Even though all eyes are on her, 19-year-old figure skater Bradie Tennell may seem shy. But what she does have to say, she says on the ice.
And what she said a few weeks ago at the U.S. Figure Skating Championships was, I’m going to the Olympics.
“It was amazing,” Tennell said. “I watched my program and I still get chills. It’s indescribable, that feeling.”
It was her performance Jan. 5 in San Jose, California, that earned Tennell the title of 2018 U.S. champion – and a trip to South Korea for the Winter Olympics. In fact, her score at nationals was high enough to set a new U.S. record.
“It kinda feels like a long time coming, just … I’ve been working for it my entire life so it’s really nice to experience it,” she said.
Her rise to the top has had its icy patches. A few months after winning the junior gold medal at the 2015 U.S. Figure Skating Championships, she broke her back and spent the summer in a back brace.
Though she returned in the late summer of 2015, the injury reoccurred the following year. But it never stopped her.
“I really just hung onto the fact I knew it wasn’t a career-ending injury, and people come back from far worse, and I’m not one to shy away from a challenge,” she said.
A Carpentersville native, Tennell practices at the Twin Rinks ice arena In Buffalo Grove – the same place she’s trained for the last 10 years.
Like many elite athletes, she started young, at 2 ½ years old.
“And I never wanted to stop,” she said.
But her coach Denise Meyers says it’s more than just time on the ice that makes Tennell a champion.
“She has grit, perseverance, and probably … a weakness, if you would call it that, is she is shy. But she’s coming around!” Meyers said.

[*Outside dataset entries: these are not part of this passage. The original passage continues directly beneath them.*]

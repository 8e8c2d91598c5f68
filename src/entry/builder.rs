// Copyright (c) 2022 Harry [Majored] [hello@majored.pw]
// MIT License (https://github.com/Majored/rs-async-zip/blob/main/LICENSE)

use crate::date::ZipDateTime;
use crate::spec::compression::Compression;
use crate::string::ZipString;

/// A builder describing a new entry for [`ZipFileWriter`](crate::write::ZipFileWriter).
///
/// Sizes, the CRC32 and the header offset are computed by the writer, so only descriptive properties are set here.
#[derive(Clone, Debug)]
pub struct ZipEntryBuilder {
    pub(crate) filename: ZipString,
    pub(crate) compression: Compression,
    pub(crate) last_modification_date: ZipDateTime,
    pub(crate) unix_permissions: Option<u16>,
    pub(crate) internal_file_attribute: u16,
    pub(crate) comment: ZipString,
}

impl ZipEntryBuilder {
    /// Constructs a new builder which defines the raw underlying data of a ZIP entry.
    ///
    /// A filename and compression method are needed to construct the builder as minimal parameters.
    pub fn new(filename: ZipString, compression: Compression) -> Self {
        Self {
            filename,
            compression,
            last_modification_date: ZipDateTime::default(),
            unix_permissions: None,
            internal_file_attribute: 0,
            comment: ZipString::default(),
        }
    }

    /// Sets the entry's last modification date.
    pub fn last_modification_date(mut self, date: ZipDateTime) -> Self {
        self.last_modification_date = date;
        self
    }

    /// Sets the entry's UNIX permissions, stored in the upper half of the external file attribute.
    pub fn unix_permissions(mut self, mode: u16) -> Self {
        self.unix_permissions = Some(mode);
        self
    }

    /// Sets the entry's internal file attribute.
    pub fn internal_file_attribute(mut self, attribute: u16) -> Self {
        self.internal_file_attribute = attribute;
        self
    }

    /// Sets the entry's file comment.
    pub fn comment(mut self, comment: ZipString) -> Self {
        self.comment = comment;
        self
    }
}
// Copyright (c) 2021 Harry [Majored] [hello@majored.pw]
// MIT License (https://github.com/Majored/rs-async-zip/blob/main/LICENSE)

//! # zip_append
//!
//! A ZIP central directory reader with a focus on streaming, and a writer which appends to existing archives.
//!
//! ## Features
//! - Locates the end of central directory record (and its ZIP64 counterpart) from the end of any positioned-read
//!   source, without loading the central directory into memory.
//! - A resettable, forward-only [`DirectoryIterator`] over central directory records.
//! - Append sessions: existing records are kept in place, and entries of the same name are shadowed by later ones.
//! - Support for Stored and Deflate compression when writing.
//! - Aims for resonable [specification](https://pkware.cachefly.net/webdocs/casestudies/APPNOTE.TXT) compliance.
//!
//! ## Installation
//!
//! ```toml
//! [dependencies]
//! zip_append = { version = "0.1.0", features = ["full"] }
//! ```
//!
//! ### Feature Flags
//! - `full` - Enables all below features.
//! - `chrono` - Enables support for parsing dates via `chrono`.
//! - `deflate` - Enables support for the Deflate compression method when writing.
//!
//! ## Example
//! ```no_run
//! # use zip_append::read::DirectoryIterator;
//! # use zip_append::error::Result;
//! #
//! # fn run() -> Result<()> {
//! let data = std::fs::read("./foo.zip")?;
//! let size = data.len() as i64;
//!
//! let mut iterator = DirectoryIterator::new(data, size)?;
//! let session = iterator.append_session()?;
//!
//! if let Some(index) = session.index_of("bar.txt") {
//!     println!("'bar.txt' resolves to record {index} of {}", session.len());
//! }
//! #   Ok(())
//! # }
//! ```

pub mod append;
pub mod core;
pub mod entry;
pub mod error;
pub mod io;
pub mod read;
pub mod spec;
pub mod write;

pub(crate) mod date;
pub(crate) mod string;
pub(crate) mod utils;


pub use crate::append::AppendSession;
pub use crate::spec::attribute::AttributeCompatibility;
pub use crate::spec::compression::Compression;

pub use crate::date::ZipDateTime;
pub use crate::entry::{builder::ZipEntryBuilder, StoredZipEntry, ZipEntry};
pub use crate::read::DirectoryIterator;
pub use crate::string::{StringEncoding, ZipString};
pub use crate::write::ZipFileWriter;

Down the street in Vernon Hills, a future Olympic hopeful spends her days in the rink as well.
Several years ago, 14-year-old Samantha Liker of Northbrook convinced her parents to let her start skating full time, and go to school online from home.
“I was begging my mom and dad to let me try, so I started to improve more and more, so then they would see that I might be meant for online schooling,” Liker said.
Like Tennell, her hard work is paying off with a regional championship win.
“I set a really high record for my programs and how much I got, like the points that I got on them were very good. I think it was one of the highest ever in my level, so I was really happy with that,” she said.
Liker’s day starts at the rink around 8:30 a.m. Between warm-ups, ice-time, stretching and more physical training at the gym, it’s a long day.
“That dedication pays off, and Samantha is really dedicated. What’s very important in a sport like figure skating, everything comes down to 2 minutes that you perform on the ice,” her father, Steve Liker, said.
He recognizes the sacrifice that she’s making at such a young age.
“Every time there’s a prom or a dance, it usually happens around the competition season, so even if she was in school, unfortunately she would have to miss that. So, this is kind of a trade off, but she seems to be OK with that,” he said.
The risks, they say, are worth the reward. Her coach says Liker is a natural talent, and since going full time, she’s made leaps forward.
“When I say she’s improved, I do not mean just like one quality, like jumps or spins, it is the package, it is skating skills: jumps, spins and the presentation of the whole program, and then the ability to compete,” said coach Alexander Vedenin.
She hopes to one day join Team USA as well.
Meanwhile, for this Olympic competition, Tennell and her team are fine-tuning the details of her performance on the ice before heading to South Korea.
“Technically she’s spot on, she’s very ready but we have done a lot of visualization. We’ve done imagaining the sounds of the cameras, and the noise, and the lights and the atmosphere,” said Meyers. “So I really do think she’s ready.”
And though a gold medal would be nice, Tennell is just focusing on the process – and not the pressure.
“When I’m on the ice, it’s kind of just me, my skates and my music,” she said. “So, it’s easy for me to block all that out.”
Tennell leaves for South Korea on Feb. 5. Opening ceremonies are two weeks from Friday.